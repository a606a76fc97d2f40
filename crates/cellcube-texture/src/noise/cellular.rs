//! 3D cellular (Worley/Voronoi) noise kernel.
//!
//! Space is cut into unit cells. Each cell owns one feature point and one
//! color, both drawn from a PCG32 stream seeded by the cell coordinates and
//! the noise seed. A query scans the 27 cells around the sample point.

use super::Point3;
use crate::color::Color;
use crate::rng::DeterministicRng;

/// Seed used when no explicit seed is given.
pub const DEFAULT_NOISE_SEED: u32 = 0;

/// Result of one kernel evaluation.
#[derive(Debug, Clone, Copy, PartialEq)]
pub struct FeatureSample {
    /// Distance to the nearest feature point.
    pub f1: f64,
    /// Distance to the second-nearest feature point.
    pub f2: f64,
    /// Color of the nearest feature point.
    pub color: Color,
}

impl FeatureSample {
    /// No candidates seen yet.
    fn empty() -> Self {
        Self {
            f1: f64::MAX,
            f2: f64::MAX,
            color: Color::black(),
        }
    }

    /// `f2 - f1`; zero on a cell boundary.
    #[inline]
    pub fn edge_distance(&self) -> f64 {
        self.f2 - self.f1
    }

    /// Fold one feature point at distance `dist` into the nearest pair.
    ///
    /// Comparisons are strict: an exact tie keeps the earlier color and
    /// leaves `f2 == f1`.
    #[inline]
    fn insert(&mut self, dist: f64, color: Color) {
        if dist < self.f1 {
            self.f2 = self.f1;
            self.f1 = dist;
            self.color = color;
        } else if dist < self.f2 {
            self.f2 = dist;
        }
    }
}

/// 3D cellular noise generator.
#[derive(Debug, Clone, Copy, PartialEq, Eq)]
pub struct CellularNoise {
    seed: u32,
}

impl Default for CellularNoise {
    fn default() -> Self {
        Self::new(DEFAULT_NOISE_SEED)
    }
}

impl CellularNoise {
    /// Create a kernel for the given seed.
    pub fn new(seed: u32) -> Self {
        Self { seed }
    }

    /// The kernel's seed.
    pub fn seed(&self) -> u32 {
        self.seed
    }

    /// Feature point and color owned by cell `(cx, cy, cz)`.
    pub fn cell_feature(&self, cx: i64, cy: i64, cz: i64) -> (Point3, Color) {
        let mut rng = DeterministicRng::new(DeterministicRng::cell_seed(self.seed, cx, cy, cz));

        let point = Point3::new(
            cx as f64 + rng.gen_f64(),
            cy as f64 + rng.gen_f64(),
            cz as f64 + rng.gen_f64(),
        );
        let color = Color::rgb(rng.gen_f64(), rng.gen_f64(), rng.gen_f64());

        (point, color)
    }

    /// Evaluate F1, F2 and the nearest feature's color at `p`.
    ///
    /// Neighbors are scanned with `dz` outermost and `dx` innermost, each
    /// from -1 to 1. When two feature points are exactly equidistant the
    /// first one scanned wins.
    pub fn evaluate(&self, p: Point3) -> FeatureSample {
        // Saturating casts; the neighbor walk wraps instead of overflowing.
        let cell_x = p.x.floor() as i64;
        let cell_y = p.y.floor() as i64;
        let cell_z = p.z.floor() as i64;

        let mut sample = FeatureSample::empty();
        for dz in -1..=1 {
            for dy in -1..=1 {
                for dx in -1..=1 {
                    let (point, color) = self.cell_feature(
                        cell_x.wrapping_add(dx),
                        cell_y.wrapping_add(dy),
                        cell_z.wrapping_add(dz),
                    );
                    sample.insert(p.distance(&point), color);
                }
            }
        }
        sample
    }
}
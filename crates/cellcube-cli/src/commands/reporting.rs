//! Human-readable validation output shared by commands.

use cellcube_spec::ValidationResult;
use colored::Colorize;

pub(super) fn print_validation_errors(result: &ValidationResult) {
    if result.errors.is_empty() {
        return;
    }
    println!("\n{}", "Validation Errors:".red().bold());
    for error in &result.errors {
        let path_info = error
            .path
            .as_ref()
            .map(|p| format!(" at {}", p))
            .unwrap_or_default();
        println!(
            "  {} [{}]{}: {}",
            "x".red(),
            error.code.to_string().red(),
            path_info.dimmed(),
            error.message
        );
    }
}

pub(super) fn print_validation_warnings(result: &ValidationResult) {
    if result.warnings.is_empty() {
        return;
    }
    println!("\n{}", "Warnings:".yellow().bold());
    for warning in &result.warnings {
        println!(
            "  {} [{}]: {}",
            "!".yellow(),
            warning.code.to_string().yellow(),
            warning.message
        );
    }
}
//! Per-face sampling of a noise field.
//!
//! Each face is a square grid embedded in one plane of the cube
//! `[0, extent]^3`. Two axes vary across the image and the third is pinned
//! to 0 or `extent`. After sampling, a fixed transform is applied so that
//! neighboring faces meet with matching orientation in the atlas.

use std::time::Instant;

use cellcube_spec::validation::{validate_coordinate_range, validate_grid_extent, validate_size};
use cellcube_spec::{CubeFace, FaceTransform, ValidationResult};
use tracing::debug;

use crate::buffer::{PixelBuffer, PixelFormat};
use crate::generate::GenerateError;
use crate::noise::{NoiseField, Point3};

/// A coordinate axis of noise space.
#[derive(Debug, Clone, Copy, PartialEq, Eq)]
pub enum Axis {
    X,
    Y,
    Z,
}

/// Where the fixed axis of a face is pinned.
#[derive(Debug, Clone, Copy, PartialEq, Eq)]
pub enum FixedAt {
    /// At 0.
    Origin,
    /// At the grid extent.
    Extent,
}

/// Static sampling data for one face.
#[derive(Debug, Clone, Copy, PartialEq, Eq)]
pub struct FaceDescriptor {
    pub face: CubeFace,
    /// Axis that varies down the image rows.
    pub row_axis: Axis,
    /// Axis that varies across the image columns.
    pub col_axis: Axis,
    /// Axis held constant.
    pub fixed_axis: Axis,
    pub fixed_at: FixedAt,
    /// Transform applied after sampling.
    pub transform: FaceTransform,
}

impl FaceDescriptor {
    /// The descriptor for `face`.
    pub const fn of(face: CubeFace) -> FaceDescriptor {
        use Axis::*;
        let (row_axis, col_axis, fixed_axis, fixed_at, transform) = match face {
            CubeFace::Back => (Z, X, Y, FixedAt::Origin, FaceTransform::Identity),
            CubeFace::Forward => (Z, X, Y, FixedAt::Extent, FaceTransform::FlipHorizontal),
            CubeFace::Left => (Z, Y, X, FixedAt::Origin, FaceTransform::FlipHorizontal),
            CubeFace::Right => (Z, Y, X, FixedAt::Extent, FaceTransform::Identity),
            CubeFace::Bottom => (Y, X, Z, FixedAt::Extent, FaceTransform::Identity),
            CubeFace::Top => (Y, X, Z, FixedAt::Origin, FaceTransform::FlipRotate180),
        };
        FaceDescriptor {
            face,
            row_axis,
            col_axis,
            fixed_axis,
            fixed_at,
            transform,
        }
    }

    /// Noise-space point for grid coordinates `(row, col)` before the offset.
    pub fn point(&self, row: f64, col: f64, extent: f64) -> Point3 {
        let fixed = match self.fixed_at {
            FixedAt::Origin => 0.0,
            FixedAt::Extent => extent,
        };
        let mut p = Point3::default();
        for (axis, value) in [
            (self.row_axis, row),
            (self.col_axis, col),
            (self.fixed_axis, fixed),
        ] {
            match axis {
                Axis::X => p.x = value,
                Axis::Y => p.y = value,
                Axis::Z => p.z = value,
            }
        }
        p
    }
}

/// Validated sampling grid shared by all faces of a run.
#[derive(Debug, Clone, Copy, PartialEq)]
pub struct SamplingGrid {
    size: u32,
    extent: f64,
    offset: f64,
}

impl SamplingGrid {
    /// `size` pixels per edge spanning `[0, extent]`, shifted by `offset`.
    pub fn new(size: u32, extent: f64, offset: f64) -> Result<Self, GenerateError> {
        if !offset.is_finite() {
            return Err(GenerateError::InvalidParameter(format!(
                "offset must be finite, got {}",
                offset
            )));
        }
        let mut result = ValidationResult::default();
        validate_size(size, &mut result);
        validate_grid_extent(extent, &mut result);
        validate_coordinate_range(extent, offset, &mut result);
        if let Some(err) = result.errors.into_iter().next() {
            return Err(GenerateError::InvalidParameter(err.to_string()));
        }
        Ok(Self {
            size,
            extent,
            offset,
        })
    }

    pub fn size(&self) -> u32 {
        self.size
    }

    pub fn extent(&self) -> f64 {
        self.extent
    }

    pub fn offset(&self) -> f64 {
        self.offset
    }

    /// Evenly spaced coordinate `i` of `size` over `[0, extent]`, end points included.
    #[inline]
    pub fn coord(&self, i: u32) -> f64 {
        if self.size <= 1 {
            0.0
        } else {
            self.extent * i as f64 / (self.size - 1) as f64
        }
    }
}

/// The sampled image of one face.
#[derive(Debug, Clone, PartialEq, Eq)]
pub struct FaceImage {
    pub face: CubeFace,
    pub buffer: PixelBuffer,
}

impl FaceImage {
    /// Pixels per edge.
    pub fn size(&self) -> u32 {
        self.buffer.width
    }
}

/// Apply a face transform in place.
pub fn apply_transform(buffer: &mut PixelBuffer, transform: FaceTransform) {
    match transform {
        FaceTransform::Identity => {}
        FaceTransform::FlipHorizontal => buffer.flip_horizontal(),
        FaceTransform::Rotate180 => buffer.rotate_180(),
        FaceTransform::FlipRotate180 => {
            buffer.flip_horizontal();
            buffer.rotate_180();
        }
    }
}

/// Sample `field` over a face without the post-sample transform.
pub fn sample_face_raw<F>(face: CubeFace, field: &F, grid: &SamplingGrid) -> FaceImage
where
    F: NoiseField + ?Sized,
{
    let descriptor = FaceDescriptor::of(face);
    let format = if field.has_alpha() {
        PixelFormat::Rgba8
    } else {
        PixelFormat::Rgb8
    };
    let size = grid.size();
    let mut buffer = PixelBuffer::new(size, size, format);

    for row in 0..size {
        let r = grid.coord(row);
        for col in 0..size {
            let p = descriptor
                .point(r, grid.coord(col), grid.extent())
                .offset(grid.offset());
            buffer.set_color(col, row, field.sample(p).to_color());
        }
    }

    FaceImage { face, buffer }
}

/// Sample `field` over a face and apply the face's transform.
pub fn sample_face<F>(face: CubeFace, field: &F, grid: &SamplingGrid) -> FaceImage
where
    F: NoiseField + ?Sized,
{
    let start = Instant::now();
    let mut image = sample_face_raw(face, field, grid);
    apply_transform(&mut image.buffer, FaceDescriptor::of(face).transform);
    debug!(
        face = %face,
        size = grid.size(),
        elapsed_ms = start.elapsed().as_millis() as u64,
        "sampled face"
    );
    image
}

#[cfg(test)]
mod tests {
    use super::*;
    use crate::color::Color;
    use crate::noise::FieldValue;

    /// Encodes the sample point into the color channels.
    struct CoordField;

    impl NoiseField for CoordField {
        fn sample(&self, p: Point3) -> FieldValue {
            FieldValue::Color(Color::rgb(p.x / 4.0, p.y / 4.0, p.z / 4.0))
        }
    }

    #[test]
    fn grid_coordinates_span_extent() {
        let grid = SamplingGrid::new(5, 4.0, 0.0).unwrap();
        let coords: Vec<f64> = (0..5).map(|i| grid.coord(i)).collect();
        assert_eq!(coords, vec![0.0, 1.0, 2.0, 3.0, 4.0]);

        let single = SamplingGrid::new(1, 4.0, 0.0).unwrap();
        assert_eq!(single.coord(0), 0.0);
    }

    #[test]
    fn grid_rejects_bad_input() {
        assert!(SamplingGrid::new(0, 4.0, 0.0).is_err());
        assert!(SamplingGrid::new(8, 0.0, 0.0).is_err());
        assert!(SamplingGrid::new(8, -2.0, 0.0).is_err());
        assert!(SamplingGrid::new(8, 4.0, f64::INFINITY).is_err());
    }

    #[test]
    fn grid_rejects_coordinates_past_the_lattice_range() {
        use cellcube_spec::MAX_COORDINATE;

        assert!(SamplingGrid::new(8, 4.0, MAX_COORDINATE - 4.0).is_ok());
        assert!(SamplingGrid::new(8, 4.0, MAX_COORDINATE - 3.0).is_err());
        assert!(SamplingGrid::new(8, 4.0, -3.0e9).is_err());
        assert!(SamplingGrid::new(8, 1.0e10, 0.0).is_err());
    }

    #[test]
    fn descriptors_pin_the_expected_axis() {
        let extent = 4.0;
        let bottom = FaceDescriptor::of(CubeFace::Bottom).point(1.0, 2.0, extent);
        assert_eq!(bottom, Point3::new(2.0, 1.0, 4.0));
        let top = FaceDescriptor::of(CubeFace::Top).point(1.0, 2.0, extent);
        assert_eq!(top, Point3::new(2.0, 1.0, 0.0));
        let back = FaceDescriptor::of(CubeFace::Back).point(1.0, 2.0, extent);
        assert_eq!(back, Point3::new(2.0, 0.0, 1.0));
        let forward = FaceDescriptor::of(CubeFace::Forward).point(1.0, 2.0, extent);
        assert_eq!(forward, Point3::new(2.0, 4.0, 1.0));
        let left = FaceDescriptor::of(CubeFace::Left).point(1.0, 2.0, extent);
        assert_eq!(left, Point3::new(0.0, 2.0, 1.0));
        let right = FaceDescriptor::of(CubeFace::Right).point(1.0, 2.0, extent);
        assert_eq!(right, Point3::new(4.0, 2.0, 1.0));
    }

    #[test]
    fn face_has_size_squared_pixels() {
        let grid = SamplingGrid::new(7, 4.0, 0.0).unwrap();
        for face in CubeFace::ATLAS_ORDER {
            let image = sample_face(face, &CoordField, &grid);
            assert_eq!(image.size(), 7);
            assert_eq!(image.buffer.pixel_count(), 49);
            assert_eq!(image.buffer.format, PixelFormat::Rgb8);
        }
    }

    #[test]
    fn top_face_is_vertical_flip_of_raw_sample() {
        let grid = SamplingGrid::new(5, 4.0, 0.0).unwrap();
        let raw = sample_face_raw(CubeFace::Top, &CoordField, &grid);
        // z is pinned at 0 on the top face.
        for y in 0..5 {
            for x in 0..5 {
                assert_eq!(raw.buffer.get(x, y)[2], 0);
            }
        }

        let mut expected = raw.buffer.clone();
        expected.flip_vertical();
        let transformed = sample_face(CubeFace::Top, &CoordField, &grid);
        assert_eq!(transformed.buffer, expected);
    }

    #[test]
    fn offset_shifts_every_coordinate() {
        let grid = SamplingGrid::new(2, 1.0, 1.0).unwrap();
        let raw = sample_face_raw(CubeFace::Back, &CoordField, &grid);
        // Pixel (0, 0) samples (1, 1, 1) -> 0.25 in every channel.
        assert_eq!(raw.buffer.get(0, 0), &[63, 63, 63]);
    }
}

### Your objective
Across the records above, show each line containing the word "points".

### Worked solution
    /// from -1 to 1. When two feature points are exactly equidistant the
    /// Evenly spaced coordinate `i` of `size` over `[0, extent]`, end points included.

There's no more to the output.